Answer:
n ≈ √87
Step-by-step explanation:
To determine the value of the principal quantum number (n) for the higher energy level, we can use the formula: ΔE = hf where ΔE represents the change in energy, h is Planck's constant, and f is the frequency of the emitted photon. In this case, we are given the frequency of the emitted photon as 2.98×10^14 Hz. The change in energy (ΔE) can be calculated using the equation: ΔE = E_final - E_initial where E_final represents the energy of the final state and E_initial represents the energy of the initial state. Since the electron is transitioning from an excited state to the n = 3 level, the initial state has a higher energy than the final state. Therefore, we can set the value of the final state to be zero for simplicity.

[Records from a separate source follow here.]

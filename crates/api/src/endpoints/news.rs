//! News aggregation endpoint.

use axum::{extract::State, routing::get, Json, Router};
use netabase_core::NewsDigest;

use crate::middleware::AppState;

/// Aggregate politics news from the configured RSS sources.
async fn list(State(state): State<AppState>) -> Json<NewsDigest> {
    Json(state.news_service.aggregate().await)
}

/// Create the news router.
pub fn router() -> Router<AppState> {
    Router::new().route("/", get(list))
}
//! Politics news aggregation.
//!
//! Fetches the configured RSS feeds, keeps only politics-related items
//! (keyword filter over title + description, spanning English and Nepali
//! terms), and returns them newest-first. A source that fails to fetch or
//! parse is reported alongside the results, never as a request failure.

use chrono::DateTime;
use netabase_common::config::{NewsConfig, NewsSource};
use netabase_common::{AppError, AppResult};
use quick_xml::events::Event;
use quick_xml::reader::Reader;
use serde::Serialize;
use std::time::Duration;

/// Keywords that mark an item as politics content.
const POLITICS_KEYWORDS: &[&str] = &[
    "politics",
    "political",
    "government",
    "election",
    "राजनीति",
    "नेता",
    "संसद",
    "मन्त्री",
    "प्रधानमन्त्री",
    "दल",
    "कांग्रेस",
    "एमाले",
    "माओवादी",
    "सरकार",
];

/// A single aggregated news article.
#[derive(Debug, Clone, Serialize)]
pub struct NewsArticle {
    pub source_name: String,
    pub title: String,
    pub description: String,
    pub link: String,
    pub category: String,
    pub author: String,
    /// Raw RFC 2822 `pubDate` as published by the feed.
    pub pub_date: Option<String>,
    /// RFC 3339 rendering of `pub_date`, used for sorting.
    pub parsed_date: Option<String>,
    pub guid: String,
    pub image: Option<String>,
    pub content_type: &'static str,
}

/// A source that failed to fetch or parse this round.
#[derive(Debug, Clone, Serialize)]
pub struct SourceFailure {
    pub source_name: String,
    pub error: String,
}

/// The aggregated news response payload.
#[derive(Debug, Serialize)]
pub struct NewsDigest {
    pub status: &'static str,
    pub total_articles: usize,
    pub data: Vec<NewsArticle>,
    #[serde(skip_serializing_if = "Vec::is_empty")]
    pub failures: Vec<SourceFailure>,
}

/// News aggregation service.
#[derive(Clone)]
pub struct NewsService {
    http: reqwest::Client,
    sources: Vec<NewsSource>,
    timeout: Duration,
}

impl NewsService {
    /// Create a news service from configuration.
    #[must_use]
    pub fn new(http: reqwest::Client, config: &NewsConfig) -> Self {
        Self {
            http,
            sources: config.sources.clone(),
            timeout: Duration::from_secs(config.timeout_secs),
        }
    }

    /// Fetch and aggregate all sources, newest first.
    pub async fn aggregate(&self) -> NewsDigest {
        let mut articles = Vec::new();
        let mut failures = Vec::new();

        for source in &self.sources {
            match self.fetch_source(source).await {
                Ok(mut items) => articles.append(&mut items),
                Err(e) => {
                    tracing::warn!(source = %source.name, error = %e, "News source failed");
                    failures.push(SourceFailure {
                        source_name: source.name.clone(),
                        error: e.to_string(),
                    });
                }
            }
        }

        // Newest first; items without a parseable date sort last
        articles.sort_by(|a, b| b.parsed_date.cmp(&a.parsed_date));

        NewsDigest {
            status: "success",
            total_articles: articles.len(),
            data: articles,
            failures,
        }
    }

    /// Fetch one feed and return its politics items.
    async fn fetch_source(&self, source: &NewsSource) -> AppResult<Vec<NewsArticle>> {
        tracing::debug!(source = %source.name, url = %source.url, "Fetching RSS feed");

        let response = self
            .http
            .get(&source.url)
            .timeout(self.timeout)
            .send()
            .await
            .map_err(|e| AppError::ExternalService(e.to_string()))?;

        let status = response.status();
        if !status.is_success() {
            return Err(AppError::ExternalService(format!(
                "HTTP {status} when fetching {}",
                source.url
            )));
        }

        let bytes = response
            .bytes()
            .await
            .map_err(|e| AppError::ExternalService(e.to_string()))?;

        let items = parse_feed(&bytes, &source.name)?;
        let politics = items
            .into_iter()
            .filter(|item| is_politics(&format!("{} {}", item.title, item.description)))
            .collect::<Vec<_>>();

        tracing::debug!(
            source = %source.name,
            kept = politics.len(),
            "Filtered feed for politics content"
        );

        Ok(politics)
    }
}

/// Check whether text mentions politics (case-insensitive keyword match).
fn is_politics(text: &str) -> bool {
    let text = text.to_lowercase();
    POLITICS_KEYWORDS
        .iter()
        .any(|keyword| text.contains(&keyword.to_lowercase()))
}

#[derive(Default)]
struct ArticleBuilder {
    title: Option<String>,
    link: Option<String>,
    description: Option<String>,
    category: Option<String>,
    author: Option<String>,
    pub_date: Option<String>,
    guid: Option<String>,
    media_content_url: Option<String>,
    media_thumbnail_url: Option<String>,
    enclosure_url: Option<String>,
}

impl ArticleBuilder {
    fn set_field(&mut self, element: &str, text: &str) {
        let text = text.trim();
        if text.is_empty() {
            return;
        }
        let slot = match element {
            "title" => &mut self.title,
            "link" => &mut self.link,
            "description" => &mut self.description,
            "category" => &mut self.category,
            "author" | "dc:creator" => &mut self.author,
            "pubDate" => &mut self.pub_date,
            "guid" => &mut self.guid,
            _ => return,
        };
        if slot.is_none() {
            *slot = Some(text.to_string());
        }
    }

    fn build(self, source_name: &str) -> Option<NewsArticle> {
        let title = self.title?;
        let link = self.link?;

        let parsed_date = self
            .pub_date
            .as_deref()
            .and_then(|d| DateTime::parse_from_rfc2822(d).ok())
            .map(|d| d.to_rfc3339());

        // media:content wins, then media:thumbnail, then enclosure
        let image = self
            .media_content_url
            .or(self.media_thumbnail_url)
            .or(self.enclosure_url);

        Some(NewsArticle {
            source_name: source_name.to_string(),
            guid: self.guid.unwrap_or_else(|| link.clone()),
            title,
            description: self.description.unwrap_or_default(),
            link,
            category: self.category.unwrap_or_default(),
            author: self.author.unwrap_or_else(|| source_name.to_string()),
            pub_date: self.pub_date,
            parsed_date,
            image,
            content_type: "politics",
        })
    }
}

/// Parse an RSS feed from raw XML bytes.
fn parse_feed(xml: &[u8], source_name: &str) -> AppResult<Vec<NewsArticle>> {
    let mut reader = Reader::from_reader(xml);
    reader.config_mut().trim_text(true);

    let mut items = Vec::new();
    let mut buf = Vec::new();

    let mut current_item: Option<ArticleBuilder> = None;
    let mut current_element = String::new();

    loop {
        match reader.read_event_into(&mut buf) {
            Ok(Event::Start(e)) => {
                let name = String::from_utf8_lossy(e.name().as_ref()).to_string();
                current_element = name.clone();

                if name == "item" {
                    current_item = Some(ArticleBuilder::default());
                }

                read_image_attributes(&name, &e, current_item.as_mut());
            }
            Ok(Event::Empty(e)) => {
                let name = String::from_utf8_lossy(e.name().as_ref()).to_string();
                read_image_attributes(&name, &e, current_item.as_mut());
            }
            Ok(Event::Text(e)) => {
                if let Some(ref mut item) = current_item {
                    let text = e.unescape().unwrap_or_default().to_string();
                    item.set_field(&current_element, &text);
                }
            }
            Ok(Event::CData(e)) => {
                if let Some(ref mut item) = current_item {
                    let bytes = e.into_inner();
                    let text = String::from_utf8_lossy(&bytes).to_string();
                    item.set_field(&current_element, &text);
                }
            }
            Ok(Event::End(e)) => {
                let name = String::from_utf8_lossy(e.name().as_ref()).to_string();
                if name == "item" {
                    if let Some(item) = current_item.take() {
                        if let Some(article) = item.build(source_name) {
                            items.push(article);
                        }
                    }
                }
                current_element.clear();
            }
            Ok(Event::Eof) => break,
            Err(e) => {
                return Err(AppError::ExternalService(format!(
                    "XML parse error in {source_name} feed: {e}"
                )));
            }
            Ok(_) => {}
        }
        buf.clear();
    }

    Ok(items)
}

/// Capture image URLs carried as attributes on media/enclosure elements.
fn read_image_attributes(
    name: &str,
    element: &quick_xml::events::BytesStart<'_>,
    item: Option<&mut ArticleBuilder>,
) {
    let Some(item) = item else { return };

    let slot = match name {
        "media:content" => &mut item.media_content_url,
        "media:thumbnail" => &mut item.media_thumbnail_url,
        "enclosure" => &mut item.enclosure_url,
        _ => return,
    };

    for attr in element.attributes().flatten() {
        let key = String::from_utf8_lossy(attr.key.as_ref());
        if key.as_ref() == "url" && slot.is_none() {
            let value = String::from_utf8_lossy(&attr.value);
            *slot = Some(value.to_string());
        }
    }
}

#[cfg(test)]
#[allow(clippy::unwrap_used)]
mod tests {
    use super::*;

    const SAMPLE_FEED: &str = r#"<?xml version="1.0" encoding="UTF-8"?>
<rss version="2.0" xmlns:media="http://search.yahoo.com/mrss/">
  <channel>
    <title>Example News</title>
    <item>
      <title>Government announces election date</title>
      <link>https://example.com/election-date</link>
      <description>The government confirmed the election schedule.</description>
      <category>Politics</category>
      <author>Desk</author>
      <pubDate>Tue, 04 Aug 2026 10:00:00 +0545</pubDate>
      <guid>https://example.com/election-date</guid>
      <media:content url="https://example.com/img/election.jpg" />
    </item>
    <item>
      <title>Local team wins football cup</title>
      <link>https://example.com/football</link>
      <description>A thrilling final match.</description>
      <pubDate>Tue, 04 Aug 2026 12:00:00 +0545</pubDate>
    </item>
    <item>
      <title>संसदमा नयाँ विधेयक पेस</title>
      <link>https://example.com/bill</link>
      <description>विधेयकमाथि छलफल सुरु।</description>
      <pubDate>Mon, 03 Aug 2026 08:00:00 +0545</pubDate>
      <enclosure url="https://example.com/img/bill.jpg" type="image/jpeg" />
    </item>
  </channel>
</rss>"#;

    #[test]
    fn test_is_politics_english() {
        assert!(is_politics("Government announces election date"));
        assert!(!is_politics("Local team wins football cup"));
    }

    #[test]
    fn test_is_politics_nepali() {
        assert!(is_politics("संसदमा नयाँ विधेयक पेस"));
    }

    #[test]
    fn test_is_politics_case_insensitive() {
        assert!(is_politics("POLITICAL crisis deepens"));
    }

    #[test]
    fn test_parse_feed_extracts_items() {
        let items = parse_feed(SAMPLE_FEED.as_bytes(), "example").unwrap();
        assert_eq!(items.len(), 3);

        let first = &items[0];
        assert_eq!(first.title, "Government announces election date");
        assert_eq!(first.link, "https://example.com/election-date");
        assert_eq!(first.category, "Politics");
        assert_eq!(first.author, "Desk");
        assert_eq!(first.source_name, "example");
        assert_eq!(
            first.image.as_deref(),
            Some("https://example.com/img/election.jpg")
        );
        assert!(first.parsed_date.is_some());
    }

    #[test]
    fn test_parse_feed_enclosure_image() {
        let items = parse_feed(SAMPLE_FEED.as_bytes(), "example").unwrap();
        assert_eq!(
            items[2].image.as_deref(),
            Some("https://example.com/img/bill.jpg")
        );
    }

    #[test]
    fn test_parse_feed_defaults() {
        let items = parse_feed(SAMPLE_FEED.as_bytes(), "example").unwrap();
        // No author or guid on the football item
        assert_eq!(items[1].author, "example");
        assert_eq!(items[1].guid, "https://example.com/football");
        assert_eq!(items[1].category, "");
    }

    #[test]
    fn test_politics_filter_keeps_two_of_three() {
        let items = parse_feed(SAMPLE_FEED.as_bytes(), "example").unwrap();
        let politics: Vec<_> = items
            .into_iter()
            .filter(|i| is_politics(&format!("{} {}", i.title, i.description)))
            .collect();
        assert_eq!(politics.len(), 2);
    }

    #[test]
    fn test_parse_date_to_rfc3339() {
        let items = parse_feed(SAMPLE_FEED.as_bytes(), "example").unwrap();
        let parsed = items[0].parsed_date.as_deref().unwrap();
        assert!(parsed.starts_with("2026-08-04T10:00:00"));
    }

    #[test]
    fn test_digest_sorting_newest_first() {
        let mut articles = parse_feed(SAMPLE_FEED.as_bytes(), "example").unwrap();
        articles.sort_by(|a, b| b.parsed_date.cmp(&a.parsed_date));
        assert_eq!(articles[0].title, "Local team wins football cup");
        assert_eq!(articles[2].title, "संसदमा नयाँ विधेयक पेस");
    }
}
//! Create user table migration.

use sea_orm_migration::prelude::*;

#[derive(DeriveMigrationName)]
pub struct Migration;

#[async_trait::async_trait]
impl MigrationTrait for Migration {
    async fn up(&self, manager: &SchemaManager) -> Result<(), DbErr> {
        manager
            .create_table(
                Table::create()
                    .table(User::Table)
                    .if_not_exists()
                    .col(
                        ColumnDef::new(User::Id)
                            .string_len(32)
                            .not_null()
                            .primary_key(),
                    )
                    .col(
                        ColumnDef::new(User::Username)
                            .string_len(128)
                            .not_null()
                            .unique_key(),
                    )
                    .col(ColumnDef::new(User::PasswordHash).string_len(256))
                    .col(ColumnDef::new(User::Email).string_len(256))
                    .col(ColumnDef::new(User::GoogleSub).string_len(64))
                    .col(
                        ColumnDef::new(User::IsActive)
                            .boolean()
                            .not_null()
                            .default(true),
                    )
                    .col(
                        ColumnDef::new(User::CreatedAt)
                            .timestamp_with_time_zone()
                            .not_null()
                            .default(Expr::current_timestamp()),
                    )
                    .col(ColumnDef::new(User::UpdatedAt).timestamp_with_time_zone())
                    .to_owned(),
            )
            .await?;

        // Unique index: google_sub (one local account per Google subject)
        manager
            .create_index(
                Index::create()
                    .name("idx_user_google_sub")
                    .table(User::Table)
                    .col(User::GoogleSub)
                    .unique()
                    .to_owned(),
            )
            .await?;

        Ok(())
    }

    async fn down(&self, manager: &SchemaManager) -> Result<(), DbErr> {
        manager
            .drop_table(Table::drop().table(User::Table).to_owned())
            .await
    }
}

#[derive(Iden)]
enum User {
    Table,
    Id,
    Username,
    PasswordHash,
    Email,
    GoogleSub,
    IsActive,
    CreatedAt,
    UpdatedAt,
}
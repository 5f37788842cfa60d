//! Create party table migration.

use sea_orm_migration::prelude::*;

#[derive(DeriveMigrationName)]
pub struct Migration;

#[async_trait::async_trait]
impl MigrationTrait for Migration {
    async fn up(&self, manager: &SchemaManager) -> Result<(), DbErr> {
        manager
            .create_table(
                Table::create()
                    .table(Party::Table)
                    .if_not_exists()
                    .col(
                        ColumnDef::new(Party::Id)
                            .string_len(32)
                            .not_null()
                            .primary_key(),
                    )
                    .col(
                        ColumnDef::new(Party::Name)
                            .string_len(255)
                            .not_null()
                            .unique_key(),
                    )
                    .col(
                        ColumnDef::new(Party::Slug)
                            .string_len(255)
                            .not_null()
                            .unique_key(),
                    )
                    .col(ColumnDef::new(Party::ShortName).string_len(50))
                    .col(ColumnDef::new(Party::Flag).string_len(512))
                    .col(
                        ColumnDef::new(Party::CreatedAt)
                            .timestamp_with_time_zone()
                            .not_null()
                            .default(Expr::current_timestamp()),
                    )
                    .col(ColumnDef::new(Party::UpdatedAt).timestamp_with_time_zone())
                    .to_owned(),
            )
            .await
    }

    async fn down(&self, manager: &SchemaManager) -> Result<(), DbErr> {
        manager
            .drop_table(Table::drop().table(Party::Table).to_owned())
            .await
    }
}

#[derive(Iden)]
enum Party {
    Table,
    Id,
    Name,
    Slug,
    ShortName,
    Flag,
    CreatedAt,
    UpdatedAt,
}
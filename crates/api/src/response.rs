//! API response types.
//!
//! List endpoints use a page-number pagination envelope:
//! `{count, next, previous, results}`, where `next`/`previous` are the
//! request path with the `page` query parameter rewritten.

use axum::http::Uri;
use serde::Serialize;

/// Default page size for list endpoints.
pub const DEFAULT_PAGE_SIZE: u64 = 10;

/// Maximum client-adjustable page size.
pub const MAX_PAGE_SIZE: u64 = 100;

/// Resolved pagination parameters.
#[derive(Debug, Clone, Copy)]
pub struct Pagination {
    pub page: u64,
    pub page_size: u64,
}

impl Pagination {
    /// Resolve raw `page`/`page_size` query values: page is 1-based,
    /// page size defaults to [`DEFAULT_PAGE_SIZE`] and is capped at
    /// [`MAX_PAGE_SIZE`].
    #[must_use]
    pub fn from_query(page: Option<u64>, page_size: Option<u64>) -> Self {
        Self {
            page: page.unwrap_or(1).max(1),
            page_size: page_size
                .unwrap_or(DEFAULT_PAGE_SIZE)
                .clamp(1, MAX_PAGE_SIZE),
        }
    }

    /// Row offset of this page.
    #[must_use]
    pub const fn offset(self) -> u64 {
        (self.page - 1) * self.page_size
    }

    /// Row limit of this page.
    #[must_use]
    pub const fn limit(self) -> u64 {
        self.page_size
    }
}

/// Standard paginated response envelope.
#[derive(Debug, Serialize)]
pub struct Paginated<T: Serialize> {
    pub count: u64,
    pub next: Option<String>,
    pub previous: Option<String>,
    pub results: Vec<T>,
}

impl<T: Serialize> Paginated<T> {
    /// Build the envelope for one page of results.
    pub fn new(count: u64, pagination: Pagination, uri: &Uri, results: Vec<T>) -> Self {
        let has_next = pagination.page * pagination.page_size < count;
        let has_previous = pagination.page > 1;

        Self {
            count,
            next: has_next.then(|| page_link(uri, pagination.page + 1)),
            previous: has_previous.then(|| page_link(uri, pagination.page - 1)),
            results,
        }
    }
}

/// Rewrite a request URI's `page` query parameter.
///
/// Page 1 drops the parameter entirely, so the first-page link is the bare
/// listing URL. All other query parameters pass through untouched.
fn page_link(uri: &Uri, page: u64) -> String {
    let mut params: Vec<String> = uri
        .query()
        .map(|query| {
            query
                .split('&')
                .filter(|pair| !pair.is_empty() && !pair.starts_with("page=") && *pair != "page")
                .map(str::to_string)
                .collect()
        })
        .unwrap_or_default();

    if page > 1 {
        params.push(format!("page={page}"));
    }

    if params.is_empty() {
        uri.path().to_string()
    } else {
        format!("{}?{}", uri.path(), params.join("&"))
    }
}
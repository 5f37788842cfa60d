//! Party entity.

use sea_orm::entity::prelude::*;
use serde::{Deserialize, Serialize};

#[derive(Clone, Debug, PartialEq, Eq, DeriveEntityModel, Serialize, Deserialize)]
#[sea_orm(table_name = "party")]
pub struct Model {
    #[sea_orm(primary_key, auto_increment = false)]
    pub id: String,

    #[sea_orm(unique)]
    pub name: String,

    /// URL-safe identifier derived from the name at creation, immutable
    #[sea_orm(unique)]
    pub slug: String,

    pub short_name: Option<String>,

    /// Flag image reference (upload handling is out of band)
    pub flag: Option<String>,

    pub created_at: DateTimeWithTimeZone,
    pub updated_at: Option<DateTimeWithTimeZone>,
}

#[derive(Copy, Clone, Debug, EnumIter, DeriveRelation)]
pub enum Relation {
    #[sea_orm(has_many = "super::politician::Entity")]
    Politician,
}

impl Related<super::politician::Entity> for Entity {
    fn to() -> RelationDef {
        Relation::Politician.def()
    }
}

impl ActiveModelBehavior for ActiveModel {}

Now, we can rewrite the equation for ΔE as: ΔE = 0 - E_initial = -E_initial Substituting the values into the formula ΔE = hf: -E_initial = hf Solving for E_initial, we divide both sides of the equation by -1: E_initial = -hf Plugging in the given values: E_initial = -(6.63×10^-34 J·s)(2.98×10^14 Hz) Calculating this, we find: E_initial ≈ -1.98×10^-19 J To find the value of the principal quantum number (n) for the higher energy level, we can use the formula for the energy of an electron in the hydrogen atom: E = -13.6 eV / n^2 where E is the energy and n is the principal quantum number. We can rearrange the formula to solve for n: n^2 = -13.6 eV / E Plugging in the values for E and converting electronvolts to joules (1 eV = 1.6×10^-19 J): n^2 = -13.6 eV / -1.98×10^-19 J Calculating this, we find: n^2 ≈ 87 Taking the square root of both sides of the equation: n ≈ √87 Therefore, the value of the principal quantum number (n) for the higher energy level is approximately the square root of 87.